Parliament on Wednesday passed into law the Landlord and Tenant Bill 2018 that will make it mandatory for all payments of rent to be transacted in local currency.
The Landlord and Tenant Bill 2018, aims at regulating the relationship between landlords and tenants; to reform and consolidate the law relating to the letting of premises; and to provide for the responsibilities of the landlords and tenants.
There has been a protracted fight between tenants and city landlords over paying rent in US dollars.
On Tuesday evening, Speaker Rebecca Kadaga had to adjourn the House after the MPs failed to agree.
However, on Wednesday, after all the 57 clauses of the Bill were considered, the House returned to Clause 23 which generated another heated debate.
According to Daily Monitor, MPs on both sides of the floor and majority of the ministers present ganged up against Gabriel Ajedra, the State Minister of Finance in Charge of General Duties who insisted that Clause 23 (3) be maintained to cater for the landlords who mortgage their properties in banks to get loans in foreign currency.

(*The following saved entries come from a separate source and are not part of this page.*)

impl Sampler {
    /// Registry name of the distribution.
    pub fn name(&self) -> &'static str {
        match self {
            Sampler::UniformInteger { .. } => "uniform_integer",
            Sampler::Bernoulli { .. } => "bernoulli",
            Sampler::Binomial { .. } => "binomial",
            Sampler::NegativeBinomial { .. } => "negative_binomial",
            Sampler::Geometric { .. } => "geometric",
            Sampler::Poisson { .. } => "poisson",
            Sampler::Discrete(_) => "discrete",
            Sampler::UniformReal { .. } => "uniform_real",
            Sampler::Normal { .. } => "normal",
            Sampler::Lognormal { .. } => "lognormal",
            Sampler::Gamma { .. } => "gamma",
            Sampler::Exponential { .. } => "exponential",
            Sampler::Weibull { .. } => "weibull",
            Sampler::ExtremeValue { .. } => "extreme_value",
            Sampler::Cauchy { .. } => "cauchy",
            Sampler::FisherF { .. } => "fisher_f",
            Sampler::StudentT { .. } => "student_t",
            Sampler::ChiSquared { .. } => "chi_squared",
            Sampler::PiecewiseConstant(_) => "piecewise_constant",
            Sampler::PiecewiseLinear(_) => "piecewise_linear",
        }
    }

    pub fn family(&self) -> Family {
        match self {
            Sampler::UniformInteger { .. }
            | Sampler::Bernoulli { .. }
            | Sampler::Binomial { .. }
            | Sampler::NegativeBinomial { .. }
            | Sampler::Geometric { .. }
            | Sampler::Poisson { .. }
            | Sampler::Discrete(_) => Family::Integer,
            _ => Family::Real,
        }
    }

    /// Draws one value from `rng`.
    pub fn sample(&self, rng: &mut dyn Rng) -> SampleValue {
        match self {
            Sampler::UniformInteger { dist, .. } => SampleValue::Integer(dist.sample(rng)),
            Sampler::Bernoulli { dist, .. } => {
                let hit: bool = dist.sample(rng);
                SampleValue::Integer(i128::from(hit))
            }
            Sampler::Binomial { dist, .. } => {
                let successes: u64 = dist.sample(rng);
                SampleValue::Integer(i128::from(successes))
            }
            Sampler::NegativeBinomial { mixing, .. } => {
                SampleValue::Integer(integer::negative_binomial(rng, mixing.as_ref()))
            }
            Sampler::Geometric { dist, .. } => {
                let failures: u64 = dist.sample(rng);
                SampleValue::Integer(i128::from(failures))
            }
            Sampler::Poisson { dist, .. } => {
                let count: f64 = dist.sample(rng);
                SampleValue::Integer(count as i128)
            }
            Sampler::Discrete(d) => SampleValue::Integer(d.sample(rng)),
            Sampler::UniformReal { a, b } => SampleValue::Real(real::uniform_real(rng, *a, *b)),
            Sampler::Normal { dist, .. } => SampleValue::Real(dist.sample(rng)),
            Sampler::Lognormal { dist, .. } => SampleValue::Real(dist.sample(rng)),
            Sampler::Gamma { dist, .. } => SampleValue::Real(dist.sample(rng)),
            Sampler::Exponential { dist, .. } => SampleValue::Real(dist.sample(rng)),
            Sampler::Weibull { dist, .. } => SampleValue::Real(dist.sample(rng)),
            Sampler::ExtremeValue { dist, .. } => SampleValue::Real(dist.sample(rng)),
            Sampler::Cauchy { dist, .. } => SampleValue::Real(dist.sample(rng)),
            Sampler::FisherF { dist, .. } => SampleValue::Real(dist.sample(rng)),
            Sampler::StudentT { dist, .. } => SampleValue::Real(dist.sample(rng)),
            Sampler::ChiSquared { dist, .. } => SampleValue::Real(dist.sample(rng)),
            Sampler::PiecewiseConstant(pc) => SampleValue::Real(pc.sample(rng)),
            Sampler::PiecewiseLinear(pl) => SampleValue::Real(pl.sample(rng)),
        }
    }

    /// Draws the value of one pixel from its own stream.
    pub fn sample_at(&self, ctx: SampleContext) -> SampleValue {
        self.sample(&mut ctx.stream())
    }

    /// Inclusive support as `f64`, with infinite ends for unbounded sides.
    pub fn support(&self) -> (f64, f64) {
        if let Some((lo, hi)) = self.integer_support() {
            return (lo as f64, hi.map_or(f64::INFINITY, |h| h as f64));
        }
        match self {
            Sampler::UniformReal { a, b } => (*a, *b),
            Sampler::Normal { .. }
            | Sampler::ExtremeValue { .. }
            | Sampler::Cauchy { .. }
            | Sampler::StudentT { .. } => (f64::NEG_INFINITY, f64::INFINITY),
            Sampler::PiecewiseConstant(pc) => pc.support(),
            Sampler::PiecewiseLinear(pl) => pl.support(),
            _ => (0.0, f64::INFINITY),
        }
    }

    /// Exact integer support for integer distributions; `None` upper bound is unbounded.
    fn integer_support(&self) -> Option<(i128, Option<i128>)> {
        match self {
            Sampler::UniformInteger { a, b, .. } => Some((*a, Some(*b))),
            Sampler::Bernoulli { .. } => Some((0, Some(1))),
            Sampler::Binomial { t, .. } => Some((0, Some(*t))),
            Sampler::Discrete(d) => Some((0, Some(d.len() as i128 - 1))),
            Sampler::NegativeBinomial { .. }
            | Sampler::Geometric { .. }
            | Sampler::Poisson { .. } => Some((0, None)),
            _ => None,
        }
    }

    /// Theoretical mean, `None` where it is undefined or infinite.
    pub fn mean(&self) -> Option<f64> {
        self.raw_mean().filter(|mean| mean.is_finite())
    }

    /// Mean as computed, possibly overflowed to infinity; `None` only where undefined.
    fn raw_mean(&self) -> Option<f64> {
        let mean = match self {
            Sampler::UniformInteger { a, b, .. } => (*a as f64 + *b as f64) / 2.0,
            Sampler::Bernoulli { p, .. } => *p,
            Sampler::Binomial { t, p, .. } => *t as f64 * p,
            Sampler::NegativeBinomial { k, p, .. } => *k as f64 * (1.0 - p) / p,
            Sampler::Geometric { p, .. } => (1.0 - p) / p,
            Sampler::Poisson { mean, .. } => *mean,
            Sampler::Discrete(d) => d.mean(),
            Sampler::UniformReal { a, b } => 0.5 * a + 0.5 * b,
            Sampler::Normal { mean, .. } => *mean,
            Sampler::Lognormal { m, s, .. } => (m + s * s / 2.0).exp(),
            Sampler::Gamma { alpha, beta, .. } => alpha * beta,
            Sampler::Exponential { lambda, .. } => 1.0 / lambda,
            Sampler::Weibull { a, b, .. } => b * bounds::ln_gamma(1.0 + 1.0 / a).exp(),
            Sampler::ExtremeValue { a, b, .. } => a + b * EULER_GAMMA,
            Sampler::Cauchy { .. } => return None,
            Sampler::FisherF { n, .. } if *n > 2.0 => n / (n - 2.0),
            Sampler::FisherF { .. } => return None,
            Sampler::StudentT { n, .. } if *n > 1.0 => 0.0,
            Sampler::StudentT { .. } => return None,
            Sampler::ChiSquared { n, .. } => *n,
            Sampler::PiecewiseConstant(pc) => pc.mean(),
            Sampler::PiecewiseLinear(pl) => pl.mean(),
        };
        Some(mean)
    }

    /// Theoretical variance, `None` where it is undefined or infinite.
    pub fn variance(&self) -> Option<f64> {
        let var = match self {
            Sampler::UniformInteger { a, b, .. } => {
                let n = *b as f64 - *a as f64 + 1.0;
                (n * n - 1.0) / 12.0
            }
            Sampler::Bernoulli { p, .. } => p * (1.0 - p),
            Sampler::Binomial { t, p, .. } => *t as f64 * p * (1.0 - p),
            Sampler::NegativeBinomial { k, p, .. } => *k as f64 * (1.0 - p) / (p * p),
            Sampler::Geometric { p, .. } => (1.0 - p) / (p * p),
            Sampler::Poisson { mean, .. } => *mean,
            Sampler::Discrete(d) => d.variance(),
            Sampler::UniformReal { a, b } => (b - a) * (b - a) / 12.0,
            Sampler::Normal { stddev, .. } => stddev * stddev,
            Sampler::Lognormal { m, s, .. } => ((s * s).exp() - 1.0) * (2.0 * m + s * s).exp(),
            Sampler::Gamma { alpha, beta, .. } => alpha * beta * beta,
            Sampler::Exponential { lambda, .. } => 1.0 / (lambda * lambda),
            Sampler::Weibull { a, b, .. } => {
                let g1 = bounds::ln_gamma(1.0 + 1.0 / a).exp();
                let g2 = bounds::ln_gamma(1.0 + 2.0 / a).exp();
                b * b * (g2 - g1 * g1)
            }
            Sampler::ExtremeValue { b, .. } => std::f64::consts::PI.powi(2) * b * b / 6.0,
            Sampler::Cauchy { .. } => return None,
            Sampler::FisherF { m, n, .. } if *n > 4.0 => {
                2.0 * n * n * (m + n - 2.0) / (m * (n - 2.0).powi(2) * (n - 4.0))
            }
            Sampler::FisherF { .. } => return None,
            Sampler::StudentT { n, .. } if *n > 2.0 => n / (n - 2.0),
            Sampler::StudentT { .. } => return None,
            Sampler::ChiSquared { n, .. } => 2.0 * n,
            Sampler::PiecewiseConstant(pc) => pc.variance(),
            Sampler::PiecewiseLinear(pl) => pl.variance(),
        };
        var.is_finite().then_some(var)
    }

    pub fn std_dev(&self) -> Option<f64> {
        self.variance().map(|v| v.max(0.0).sqrt())
    }

    /// Checks that every value this sampler can emit fits `pixel_type`.
    ///
    /// Finite support bounds must lie in the type's range. An unbounded side needs a
    /// representable mean and at most [`MAX_SATURATED_MASS`] of probability past the type
    /// limit, so encoding never clamps more than a negligible share of pixels.
    pub fn check_representable(&self, pixel_type: PixelType) -> Result<()> {
        if !self.family().accepts(pixel_type) {
            return Err(Error::IncompatiblePixelType {
                distribution: self.name().to_owned(),
                pixel_type: pixel_type.name().to_owned(),
            });
        }

        let name = self.name();
        let (type_lo, type_hi) = pixel_type.real_range();
        if let Some((lo, hi)) = self.integer_support() {
            let (tmin, tmax) = pixel_type.integer_range().unwrap_or((i128::MIN, i128::MAX));
            if lo < tmin {
                return Err(Error::InvalidRange(format!(
                    "{name} produces values down to {lo}, below the {pixel_type} minimum {tmin}"
                )));
            }
            match hi {
                Some(hi) if hi > tmax => {
                    return Err(Error::InvalidRange(format!(
                        "{name} produces values up to {hi}, above the {pixel_type} maximum {tmax}"
                    )));
                }
                Some(_) => {}
                None => {
                    self.check_mean(pixel_type)?;
                    self.check_saturation(pixel_type, self.mass_above(type_hi), "above", type_hi)?;
                }
            }
            return Ok(());
        }

        let (lo, hi) = self.support();
        if (lo.is_finite() && !pixel_type.contains_real(lo))
            || (hi.is_finite() && !pixel_type.contains_real(hi))
        {
            return Err(Error::InvalidRange(format!(
                "{name} support [{lo}, {hi}] does not fit {pixel_type}"
            )));
        }
        if !lo.is_finite() || !hi.is_finite() {
            self.check_mean(pixel_type)?;
        }
        if !hi.is_finite() {
            self.check_saturation(pixel_type, self.mass_above(type_hi), "above", type_hi)?;
        }
        if !lo.is_finite() {
            self.check_saturation(pixel_type, self.mass_below(type_lo), "below", type_lo)?;
        }
        Ok(())
    }

    fn check_mean(&self, pixel_type: PixelType) -> Result<()> {
        match self.raw_mean() {
            Some(mean) if !pixel_type.contains_real(mean) => Err(Error::InvalidRange(format!(
                "{} mean {mean} is not representable as {pixel_type}",
                self.name()
            ))),
            _ => Ok(()),
        }
    }

    fn check_saturation(
        &self,
        pixel_type: PixelType,
        mass: f64,
        side: &str,
        limit: f64,
    ) -> Result<()> {
        ensure(mass <= MAX_SATURATED_MASS, || {
            format!(
                "{} puts up to {mass:.3e} of its probability {side} the {pixel_type} limit {limit}",
                self.name()
            )
        })
    }
}
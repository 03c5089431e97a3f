//! Piecewise constant and piecewise linear densities over explicit breakpoints.
use rand::distr::weighted::WeightedIndex;
use rand::distr::Distribution;
use rand::Rng;

use super::{ensure, rejected, unit};
use crate::error::{Error, Result};

/// Sub-intervals per segment for numerical moments of piecewise linear densities.
const SIMPSON_STEPS: usize = 64;

fn check_breakpoints(distribution: &str, intervals: &[f64]) -> Result<()> {
    ensure(intervals.len() >= 2, || {
        format!("For {distribution}, 'intervals' needs at least 2 breakpoints")
    })?;
    if intervals.iter().any(|x| !x.is_finite()) {
        return Err(Error::InvalidRange(format!(
            "For {distribution}, 'intervals' must be finite"
        )));
    }
    ensure(intervals.windows(2).all(|w| w[0] < w[1]), || {
        format!("For {distribution}, 'intervals' must be strictly increasing")
    })
}

fn check_densities(distribution: &str, densities: &[f64]) -> Result<()> {
    ensure(densities.iter().all(|d| d.is_finite() && *d >= 0.0), || {
        format!("For {distribution}, 'densities' must be finite and non-negative")
    })
}

/// Segment chooser over per-segment masses, with their total.
fn segment_index(distribution: &str, masses: &[f64]) -> Result<(WeightedIndex<f64>, f64)> {
    let total: f64 = masses.iter().sum();
    ensure(total > 0.0 && total.is_finite(), || {
        format!("For {distribution}, the total mass must be greater than 0")
    })?;
    let index = WeightedIndex::new(masses).map_err(|e| rejected(distribution, e))?;
    Ok((index, total))
}

/// Density constant on each `[x_i, x_{i+1})`.
#[derive(Clone, Debug)]
pub struct PiecewiseConstant {
    intervals: Vec<f64>,
    densities: Vec<f64>,
    segments: WeightedIndex<f64>,
    total: f64,
}

impl PiecewiseConstant {
    pub fn new(intervals: &[f64], densities: &[f64]) -> Result<Self> {
        check_breakpoints("piecewise_constant", intervals)?;
        ensure(densities.len() + 1 == intervals.len(), || {
            let (expected, got) = (intervals.len() - 1, densities.len());
            format!("For piecewise_constant, 'densities' needs {expected} entries (got {got})")
        })?;
        check_densities("piecewise_constant", densities)?;
        let masses: Vec<f64> = intervals
            .windows(2)
            .zip(densities)
            .map(|(w, d)| (w[1] - w[0]) * d)
            .collect();
        let (segments, total) = segment_index("piecewise_constant", &masses)?;
        Ok(Self {
            intervals: intervals.to_vec(),
            densities: densities.to_vec(),
            segments,
            total,
        })
    }

    pub fn support(&self) -> (f64, f64) {
        (self.intervals[0], self.intervals[self.intervals.len() - 1])
    }

    pub(crate) fn sample(&self, rng: &mut dyn Rng) -> f64 {
        let i: usize = self.segments.sample(rng);
        let (x0, x1) = (self.intervals[i], self.intervals[i + 1]);
        x0 + (x1 - x0) * unit(rng)
    }

    fn raw_moment(&self, k: i32) -> f64 {
        self.intervals
            .windows(2)
            .zip(&self.densities)
            .map(|(w, d)| d * (w[1].powi(k + 1) - w[0].powi(k + 1)) / f64::from(k + 1))
            .sum::<f64>()
            / self.total
    }

    pub(crate) fn mean(&self) -> f64 {
        self.raw_moment(1)
    }

    pub(crate) fn variance(&self) -> f64 {
        let mean = self.mean();
        (self.raw_moment(2) - mean * mean).max(0.0)
    }
}

/// Density interpolated linearly between `(x_i, d_i)` breakpoints.
#[derive(Clone, Debug)]
pub struct PiecewiseLinear {
    intervals: Vec<f64>,
    densities: Vec<f64>,
    segments: WeightedIndex<f64>,
    total: f64,
}

impl PiecewiseLinear {
    pub fn new(intervals: &[f64], densities: &[f64]) -> Result<Self> {
        check_breakpoints("piecewise_linear", intervals)?;
        ensure(densities.len() == intervals.len(), || {
            let (expected, got) = (intervals.len(), densities.len());
            format!("For piecewise_linear, 'densities' needs {expected} entries (got {got})")
        })?;
        check_densities("piecewise_linear", densities)?;
        let masses: Vec<f64> = intervals
            .windows(2)
            .zip(densities.windows(2))
            .map(|(x, d)| 0.5 * (x[1] - x[0]) * (d[0] + d[1]))
            .collect();
        let (segments, total) = segment_index("piecewise_linear", &masses)?;
        Ok(Self {
            intervals: intervals.to_vec(),
            densities: densities.to_vec(),
            segments,
            total,
        })
    }

    pub fn support(&self) -> (f64, f64) {
        (self.intervals[0], self.intervals[self.intervals.len() - 1])
    }

    pub(crate) fn sample(&self, rng: &mut dyn Rng) -> f64 {
        let i: usize = self.segments.sample(rng);
        let (x0, x1) = (self.intervals[i], self.intervals[i + 1]);
        let (d0, d1) = (self.densities[i], self.densities[i + 1]);
        let v = unit(rng);
        let slope = d1 - d0;
        // Invert the segment CDF d0*t + slope*t^2/2 = v*(d0 + d1)/2 for t in [0, 1].
        let t = if slope.abs() <= 1e-12 * d0.max(d1) {
            v
        } else {
            ((d0 * d0 + v * (d1 * d1 - d0 * d0)).max(0.0).sqrt() - d0) / slope
        };
        x0 + (x1 - x0) * t.clamp(0.0, 1.0)
    }

    fn density_at(&self, i: usize, x: f64) -> f64 {
        let (x0, x1) = (self.intervals[i], self.intervals[i + 1]);
        let (d0, d1) = (self.densities[i], self.densities[i + 1]);
        d0 + (d1 - d0) * (x - x0) / (x1 - x0)
    }

    /// `E[X^k]` by composite Simpson's rule over every segment.
    fn raw_moment(&self, k: i32) -> f64 {
        let mut sum = 0.0;
        for i in 0..self.intervals.len() - 1 {
            let (x0, x1) = (self.intervals[i], self.intervals[i + 1]);
            let h = (x1 - x0) / SIMPSON_STEPS as f64;
            let f = |x: f64| x.powi(k) * self.density_at(i, x);
            let mut acc = f(x0) + f(x1);
            for j in 1..SIMPSON_STEPS {
                let w = if j % 2 == 1 { 4.0 } else { 2.0 };
                acc += w * f(x0 + j as f64 * h);
            }
            sum += acc * h / 3.0;
        }
        sum / self.total
    }

    pub(crate) fn mean(&self) -> f64 {
        self.raw_moment(1)
    }

    pub(crate) fn variance(&self) -> f64 {
        let mean = self.mean();
        (self.raw_moment(2) - mean * mean).max(0.0)
    }
}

“Let us leave a window for the landlords who will have mortgaged their properties in banks to get loans in dollars. They need to pay back in the same currency,” Ajedra argued.
But he was overpowered.
The Physical Infrastructure Committee chaired by Robert Sekitoleko Kafeero had left the payment issue to be determined by an agreement between the landlord and the tenant.
However, legislators including Kampala Central MP Muhammad Nsereko noted that Uganda should borrow a leaf from developed countries and guard its currency through legislation that encourages use of local currency while transacting business.
The State Minister for Health Sarah Opendi and Trade Minister Amelia Kyambadde also said Uganda is a sovereign state which needed to promote its local content.
By the end of the day, the House as well passed a provision which prohibits landlords from increasing rent more than ten per cent of the rent charges and this should be done once in twelve months.